[Saved data entries]
------------------------------------------------------------

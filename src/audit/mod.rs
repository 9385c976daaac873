pub mod logger;
pub mod reader;
pub mod types;

pub use logger::{AuditLogger, DEFAULT_SESSION};
pub use reader::AuditReader;
pub use types::*;
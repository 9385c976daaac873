//! The pushback state machine.
//!
//! ```text
//! Invoked ─┬─ Approve ─────────────────► Allow   (record cleared)
//!          ├─ Elevate ─────────────────► Ask     (record cleared)
//!          ├─ PushBack, first time ────► Deny    (record created)
//!          ├─ PushBack, retry ─────────► Ask     (record cleared)
//!          ├─ timed out ───────────────► Ask
//!          └─ failed / malformed ──────► Ask
//! ```
//!
//! A request can be pushed back at most once before it reaches the human,
//! so an agent retrying the identical call always terminates.

use crate::protocol::ToolCallRequest;
use crate::pushback::PushbackStore;
use crate::review::prompt::{build_prompt, MAX_EXCERPT_CHARS};
use crate::review::transcript::recent_excerpt;
use crate::review::types::{ReviewDecision, ReviewError, ReviewReply};
use crate::review::Reviewer;
use crate::policy::types::Verdict;

pub struct AdvisoryReviewer {
    reviewer: Box<dyn Reviewer>,
    store: Box<dyn PushbackStore>,
}

impl AdvisoryReviewer {
    pub fn new(reviewer: Box<dyn Reviewer>, store: Box<dyn PushbackStore>) -> Self {
        Self { reviewer, store }
    }

    pub fn store(&self) -> &dyn PushbackStore {
        self.store.as_ref()
    }

    /// Review `request`. `context` says why local rules were inconclusive.
    pub async fn review(&self, request: &ToolCallRequest, context: &str) -> Verdict {
        let hash = request.hash();
        let retry = match self.store.contains(&hash) {
            Ok(found) => found,
            Err(e) => {
                tracing::warn!(error = %e, "pushback store unreadable, treating as first attempt");
                false
            }
        };

        let excerpt = request
            .conversation_ref
            .as_deref()
            .and_then(|path| recent_excerpt(path, MAX_EXCERPT_CHARS));
        let prompt = build_prompt(request, context, excerpt.as_deref(), retry);

        let outcome = self.reviewer.review(&prompt).await;
        self.resolve(&hash, retry, outcome)
    }

    fn resolve(
        &self,
        hash: &str,
        retry: bool,
        outcome: Result<ReviewReply, ReviewError>,
    ) -> Verdict {
        let reply = match outcome {
            Ok(reply) => reply,
            Err(ReviewError::Timeout(after)) => {
                tracing::warn!(?after, "advisory review timed out");
                return Verdict::ask(format!(
                    "Advisory review timed out after {}s; confirm manually",
                    after.as_secs()
                ));
            }
            Err(ReviewError::Malformed(detail)) => {
                tracing::warn!(%detail, "advisory reviewer sent a malformed reply");
                return Verdict::ask(format!(
                    "Advisory reviewer sent a malformed reply ({}); confirm manually",
                    detail
                ));
            }
            Err(e) => {
                tracing::warn!(error = %e, "advisory review unavailable");
                return Verdict::ask(format!("Advisory review unavailable ({}); confirm manually", e));
            }
        };

        tracing::info!(decision = %reply.decision, retry, "advisory review finished");
        let reason = reply.reason;

        match reply.decision {
            ReviewDecision::Approve => {
                self.clear(hash);
                if reason.is_empty() {
                    Verdict::allow_because("approved by advisory review")
                } else {
                    Verdict::allow_because(format!("advisory review: {}", reason))
                }
            }
            ReviewDecision::Elevate => {
                self.clear(hash);
                Verdict::ask(or_default(reason, "Advisory reviewer escalated this action"))
            }
            ReviewDecision::PushBack if retry => {
                self.clear(hash);
                Verdict::ask(format!(
                    "Advisory reviewer pushed back on a retried request; escalating: {}",
                    or_default(reason, "no reason given")
                ))
            }
            ReviewDecision::PushBack => match self.store.record(hash) {
                Ok(true) => Verdict::deny(format!(
                    "Advisory reviewer pushed back: {}",
                    or_default(reason, "revise the approach and retry")
                )),
                Ok(false) => {
                    // An identical request recorded first: this one is the retry.
                    self.clear(hash);
                    Verdict::ask(format!(
                        "Advisory reviewer pushed back on a concurrent duplicate; escalating: {}",
                        or_default(reason, "no reason given")
                    ))
                }
                Err(e) => {
                    tracing::warn!(error = %e, "could not record pushback, escalating");
                    Verdict::ask(format!(
                        "Advisory reviewer pushed back, but the retry state could not be saved: {}",
                        or_default(reason, "no reason given")
                    ))
                }
            },
        }
    }

    fn clear(&self, hash: &str) {
        if let Err(e) = self.store.clear(hash) {
            tracing::warn!(error = %e, "could not clear pushback record");
        }
    }
}

fn or_default(reason: String, fallback: &str) -> String {
    if reason.trim().is_empty() {
        fallback.to_string()
    } else {
        reason
    }
}
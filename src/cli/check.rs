//! `warden check`: validate a config file and lint it.
//!
//! The hook itself never fails on a bad config (it uses defaults), so this
//! is the only place parse errors surface.

use crate::policy::linter::lint_config;
use crate::policy::parser;
use crate::utils::state;
use anyhow::Result;
use colored::Colorize;
use std::path::Path;

pub fn run_check(config_path: Option<&Path>) -> Result<()> {
    let path = match config_path {
        Some(path) => path.to_path_buf(),
        None => state::config_path()?,
    };

    if !path.exists() {
        println!();
        println!(
            "  {} No config at {}; built-in defaults apply.",
            "ℹ".blue(),
            path.display()
        );
        println!("  Create one with: {}", "warden init".dimmed());
        println!();
        return Ok(());
    }

    let raw = parser::parse_config_file(&path)?;
    let config = raw.to_config();

    println!();
    println!("  {} Config is valid!", "✓".green().bold());
    println!("  File: {}", path.display().to_string().dimmed());
    println!();
    println!(
        "  Advisory review: {}",
        if config.review_enabled {
            format!(
                "{} (timeout {}s)",
                config.reviewer.program.cyan(),
                config.reviewer.timeout_secs
            )
        } else {
            "disabled".yellow().to_string()
        }
    );
    println!("  Pushback TTL:    {}s", config.pushback_ttl_secs);
    println!("  Allowed paths:   /tmp (built-in)");
    for entry in &config.allowed_paths {
        println!("                   {}", entry);
    }
    if !config.extra_safe_commands.is_empty() {
        let names: Vec<&str> = config.extra_safe_commands.iter().map(String::as_str).collect();
        println!("  Extra safe:      {}", names.join(", "));
    }

    let warnings = lint_config(&raw);
    if !warnings.is_empty() {
        println!();
        println!(
            "  {} {} {}:",
            "─".repeat(20).dimmed(),
            warnings.len(),
            if warnings.len() == 1 {
                "suggestion"
            } else {
                "suggestions"
            }
        );
        println!();
        for warning in &warnings {
            println!("{}", warning.display());
        }
    } else {
        println!();
        println!("  {} No issues found.", "✓".green());
    }

    println!();
    Ok(())
}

------------------------------------------------------------

__WHAT IS NEEDED__. A single number, please: how many lines in the data above contain the string "dimmed"?

__SOLUTION__. 3